§ **ASSIGNMENT**
From the entries below, reproduce exactly the line containing "alive, for placeholders.", the line containing "pub fn open<P: AsRef<Path>>(path: P)", and every line in between, with nothing added.

(Dataset entries)
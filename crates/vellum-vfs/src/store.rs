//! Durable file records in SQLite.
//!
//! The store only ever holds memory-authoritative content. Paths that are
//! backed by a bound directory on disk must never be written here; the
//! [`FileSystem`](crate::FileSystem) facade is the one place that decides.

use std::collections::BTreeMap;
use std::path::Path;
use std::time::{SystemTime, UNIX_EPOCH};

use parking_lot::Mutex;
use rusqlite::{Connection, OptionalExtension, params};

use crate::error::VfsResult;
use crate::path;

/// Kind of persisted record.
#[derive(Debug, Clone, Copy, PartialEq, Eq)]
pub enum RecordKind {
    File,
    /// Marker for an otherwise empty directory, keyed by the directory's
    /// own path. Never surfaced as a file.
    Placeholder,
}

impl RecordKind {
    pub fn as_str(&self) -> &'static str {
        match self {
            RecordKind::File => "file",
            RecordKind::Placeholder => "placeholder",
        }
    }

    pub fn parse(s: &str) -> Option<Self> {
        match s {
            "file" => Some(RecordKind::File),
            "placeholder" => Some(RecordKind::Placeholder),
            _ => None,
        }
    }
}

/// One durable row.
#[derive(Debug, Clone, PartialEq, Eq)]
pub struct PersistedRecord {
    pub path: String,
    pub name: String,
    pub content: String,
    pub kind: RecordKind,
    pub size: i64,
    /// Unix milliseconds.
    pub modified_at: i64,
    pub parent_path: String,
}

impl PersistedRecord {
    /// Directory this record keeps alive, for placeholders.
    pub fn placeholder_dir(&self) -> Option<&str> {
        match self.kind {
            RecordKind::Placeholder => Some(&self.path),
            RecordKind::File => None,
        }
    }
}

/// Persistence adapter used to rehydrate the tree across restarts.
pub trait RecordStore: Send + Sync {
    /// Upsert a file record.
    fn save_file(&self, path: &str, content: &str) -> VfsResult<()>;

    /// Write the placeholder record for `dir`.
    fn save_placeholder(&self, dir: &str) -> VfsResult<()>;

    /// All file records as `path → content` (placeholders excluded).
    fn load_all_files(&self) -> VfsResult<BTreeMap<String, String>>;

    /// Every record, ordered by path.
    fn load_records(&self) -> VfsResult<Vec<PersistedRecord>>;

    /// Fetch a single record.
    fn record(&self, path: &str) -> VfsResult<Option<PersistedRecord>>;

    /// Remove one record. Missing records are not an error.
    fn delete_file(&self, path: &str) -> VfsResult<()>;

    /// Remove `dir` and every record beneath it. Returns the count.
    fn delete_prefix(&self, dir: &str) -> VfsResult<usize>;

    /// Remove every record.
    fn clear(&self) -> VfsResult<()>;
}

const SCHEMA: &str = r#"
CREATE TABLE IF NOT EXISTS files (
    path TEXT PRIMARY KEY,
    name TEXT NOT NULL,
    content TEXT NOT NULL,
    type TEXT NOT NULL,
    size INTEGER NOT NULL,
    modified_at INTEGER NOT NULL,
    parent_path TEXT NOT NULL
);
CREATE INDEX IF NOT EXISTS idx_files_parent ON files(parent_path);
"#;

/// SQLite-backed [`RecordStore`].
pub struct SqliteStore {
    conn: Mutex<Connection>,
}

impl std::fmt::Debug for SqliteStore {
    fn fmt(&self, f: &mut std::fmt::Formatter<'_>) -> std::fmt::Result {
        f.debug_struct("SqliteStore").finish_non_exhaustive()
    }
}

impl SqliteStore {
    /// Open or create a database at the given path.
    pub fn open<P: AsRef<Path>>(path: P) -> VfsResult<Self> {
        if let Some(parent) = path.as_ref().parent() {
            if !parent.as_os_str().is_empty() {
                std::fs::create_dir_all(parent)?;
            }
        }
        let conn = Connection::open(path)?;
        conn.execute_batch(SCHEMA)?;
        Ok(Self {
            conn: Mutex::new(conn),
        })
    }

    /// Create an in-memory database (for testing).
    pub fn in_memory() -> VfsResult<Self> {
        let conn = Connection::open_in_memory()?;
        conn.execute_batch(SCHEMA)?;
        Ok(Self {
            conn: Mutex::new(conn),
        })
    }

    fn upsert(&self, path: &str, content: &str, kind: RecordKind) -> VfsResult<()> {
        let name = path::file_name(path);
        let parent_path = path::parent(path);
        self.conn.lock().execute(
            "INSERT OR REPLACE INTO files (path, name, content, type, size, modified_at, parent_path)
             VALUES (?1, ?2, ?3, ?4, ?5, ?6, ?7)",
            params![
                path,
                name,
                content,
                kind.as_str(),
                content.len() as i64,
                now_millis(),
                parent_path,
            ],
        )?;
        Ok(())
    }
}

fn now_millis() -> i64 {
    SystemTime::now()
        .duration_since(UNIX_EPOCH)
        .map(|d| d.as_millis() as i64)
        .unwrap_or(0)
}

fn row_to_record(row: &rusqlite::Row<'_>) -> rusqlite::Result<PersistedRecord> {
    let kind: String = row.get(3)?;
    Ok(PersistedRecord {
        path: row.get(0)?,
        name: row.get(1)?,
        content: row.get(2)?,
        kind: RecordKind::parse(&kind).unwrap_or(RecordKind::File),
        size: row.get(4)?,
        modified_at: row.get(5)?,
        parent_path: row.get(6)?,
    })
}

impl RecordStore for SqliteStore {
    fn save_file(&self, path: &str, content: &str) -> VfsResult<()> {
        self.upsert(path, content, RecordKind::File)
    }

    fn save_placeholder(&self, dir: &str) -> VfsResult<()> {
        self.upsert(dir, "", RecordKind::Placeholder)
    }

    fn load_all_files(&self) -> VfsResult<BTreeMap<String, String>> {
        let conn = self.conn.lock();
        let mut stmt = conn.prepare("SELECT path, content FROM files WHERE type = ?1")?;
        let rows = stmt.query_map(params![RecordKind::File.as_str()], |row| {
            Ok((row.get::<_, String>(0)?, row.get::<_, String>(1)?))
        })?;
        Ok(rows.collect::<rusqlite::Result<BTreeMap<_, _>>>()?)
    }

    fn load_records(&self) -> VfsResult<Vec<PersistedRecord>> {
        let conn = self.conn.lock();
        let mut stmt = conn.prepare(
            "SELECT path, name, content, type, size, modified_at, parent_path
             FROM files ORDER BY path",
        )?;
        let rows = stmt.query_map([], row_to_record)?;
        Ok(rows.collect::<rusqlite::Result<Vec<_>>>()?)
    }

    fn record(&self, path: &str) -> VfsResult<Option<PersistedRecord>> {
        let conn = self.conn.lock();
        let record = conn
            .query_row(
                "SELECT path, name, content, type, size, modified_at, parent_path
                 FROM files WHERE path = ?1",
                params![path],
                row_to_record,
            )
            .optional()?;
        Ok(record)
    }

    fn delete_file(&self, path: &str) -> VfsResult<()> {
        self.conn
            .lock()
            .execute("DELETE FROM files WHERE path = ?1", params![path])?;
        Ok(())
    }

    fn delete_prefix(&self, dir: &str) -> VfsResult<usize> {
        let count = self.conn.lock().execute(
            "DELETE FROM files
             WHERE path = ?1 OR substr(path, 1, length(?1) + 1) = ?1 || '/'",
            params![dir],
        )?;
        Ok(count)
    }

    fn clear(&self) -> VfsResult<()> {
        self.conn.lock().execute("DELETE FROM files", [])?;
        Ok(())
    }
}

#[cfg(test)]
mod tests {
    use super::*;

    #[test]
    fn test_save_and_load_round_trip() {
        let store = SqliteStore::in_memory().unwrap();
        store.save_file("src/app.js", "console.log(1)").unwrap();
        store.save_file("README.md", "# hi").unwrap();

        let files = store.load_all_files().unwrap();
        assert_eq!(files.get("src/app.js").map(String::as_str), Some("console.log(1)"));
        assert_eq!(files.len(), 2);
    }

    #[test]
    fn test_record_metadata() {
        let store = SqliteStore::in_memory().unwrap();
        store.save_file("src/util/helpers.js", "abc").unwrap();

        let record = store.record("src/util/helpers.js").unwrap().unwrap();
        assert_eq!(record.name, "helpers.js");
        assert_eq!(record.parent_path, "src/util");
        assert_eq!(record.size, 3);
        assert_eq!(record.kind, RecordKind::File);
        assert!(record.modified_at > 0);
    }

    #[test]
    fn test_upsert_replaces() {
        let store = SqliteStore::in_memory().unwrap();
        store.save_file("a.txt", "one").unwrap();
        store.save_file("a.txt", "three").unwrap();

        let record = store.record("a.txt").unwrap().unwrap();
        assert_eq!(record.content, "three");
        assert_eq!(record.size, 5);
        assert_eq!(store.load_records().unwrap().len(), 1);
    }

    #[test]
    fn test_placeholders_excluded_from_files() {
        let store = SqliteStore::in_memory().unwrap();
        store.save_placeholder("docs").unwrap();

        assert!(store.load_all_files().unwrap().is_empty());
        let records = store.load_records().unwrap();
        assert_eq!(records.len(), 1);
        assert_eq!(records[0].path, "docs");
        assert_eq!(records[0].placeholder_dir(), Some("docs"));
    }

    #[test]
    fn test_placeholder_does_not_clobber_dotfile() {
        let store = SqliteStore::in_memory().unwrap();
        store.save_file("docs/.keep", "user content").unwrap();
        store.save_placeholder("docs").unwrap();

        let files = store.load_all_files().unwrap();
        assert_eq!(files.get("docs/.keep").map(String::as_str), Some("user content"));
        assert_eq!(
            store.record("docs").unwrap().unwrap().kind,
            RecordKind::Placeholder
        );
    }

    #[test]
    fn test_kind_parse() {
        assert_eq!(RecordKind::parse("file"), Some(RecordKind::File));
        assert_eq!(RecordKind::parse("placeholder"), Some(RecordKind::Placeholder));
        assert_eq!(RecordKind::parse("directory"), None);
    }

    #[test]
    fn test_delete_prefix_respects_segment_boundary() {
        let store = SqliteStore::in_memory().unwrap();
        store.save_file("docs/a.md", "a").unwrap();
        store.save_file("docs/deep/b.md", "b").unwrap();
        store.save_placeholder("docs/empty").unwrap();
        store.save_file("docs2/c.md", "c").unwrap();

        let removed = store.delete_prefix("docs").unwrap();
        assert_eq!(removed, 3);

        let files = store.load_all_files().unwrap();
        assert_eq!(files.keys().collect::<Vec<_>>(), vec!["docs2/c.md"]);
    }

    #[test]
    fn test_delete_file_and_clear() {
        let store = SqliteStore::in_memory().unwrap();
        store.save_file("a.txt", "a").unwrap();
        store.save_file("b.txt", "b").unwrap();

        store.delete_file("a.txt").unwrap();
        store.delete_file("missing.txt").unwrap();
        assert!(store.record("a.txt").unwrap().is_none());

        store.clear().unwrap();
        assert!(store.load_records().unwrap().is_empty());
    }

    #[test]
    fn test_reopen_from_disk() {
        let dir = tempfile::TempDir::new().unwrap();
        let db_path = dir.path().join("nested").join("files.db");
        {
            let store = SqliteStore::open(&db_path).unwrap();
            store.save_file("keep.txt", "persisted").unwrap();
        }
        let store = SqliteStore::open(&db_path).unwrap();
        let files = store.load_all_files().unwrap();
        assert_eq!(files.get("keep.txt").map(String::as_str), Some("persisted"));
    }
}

§ **RESPONSE FOR THIS EXERCISE**
    /// Directory this record keeps alive, for placeholders.
    pub fn placeholder_dir(&self) -> Option<&str> {
        match self.kind {
            RecordKind::Placeholder => Some(&self.path),
            RecordKind::File => None,
        }
    }
}

/// Persistence adapter used to rehydrate the tree across restarts.
pub trait RecordStore: Send + Sync {
    /// Upsert a file record.
    fn save_file(&self, path: &str, content: &str) -> VfsResult<()>;

    /// Write the placeholder record for `dir`.
    fn save_placeholder(&self, dir: &str) -> VfsResult<()>;

    /// All file records as `path → content` (placeholders excluded).
    fn load_all_files(&self) -> VfsResult<BTreeMap<String, String>>;

    /// Every record, ordered by path.
    fn load_records(&self) -> VfsResult<Vec<PersistedRecord>>;

    /// Fetch a single record.
    fn record(&self, path: &str) -> VfsResult<Option<PersistedRecord>>;

    /// Remove one record. Missing records are not an error.
    fn delete_file(&self, path: &str) -> VfsResult<()>;

    /// Remove `dir` and every record beneath it. Returns the count.
    fn delete_prefix(&self, dir: &str) -> VfsResult<usize>;

    /// Remove every record.
    fn clear(&self) -> VfsResult<()>;
}

const SCHEMA: &str = r#"
CREATE TABLE IF NOT EXISTS files (
    path TEXT PRIMARY KEY,
    name TEXT NOT NULL,
    content TEXT NOT NULL,
    type TEXT NOT NULL,
    size INTEGER NOT NULL,
    modified_at INTEGER NOT NULL,
    parent_path TEXT NOT NULL
);
CREATE INDEX IF NOT EXISTS idx_files_parent ON files(parent_path);
"#;

/// SQLite-backed [`RecordStore`].
pub struct SqliteStore {
    conn: Mutex<Connection>,
}

impl std::fmt::Debug for SqliteStore {
    fn fmt(&self, f: &mut std::fmt::Formatter<'_>) -> std::fmt::Result {
        f.debug_struct("SqliteStore").finish_non_exhaustive()
    }
}

impl SqliteStore {
    /// Open or create a database at the given path.
    pub fn open<P: AsRef<Path>>(path: P) -> VfsResult<Self> {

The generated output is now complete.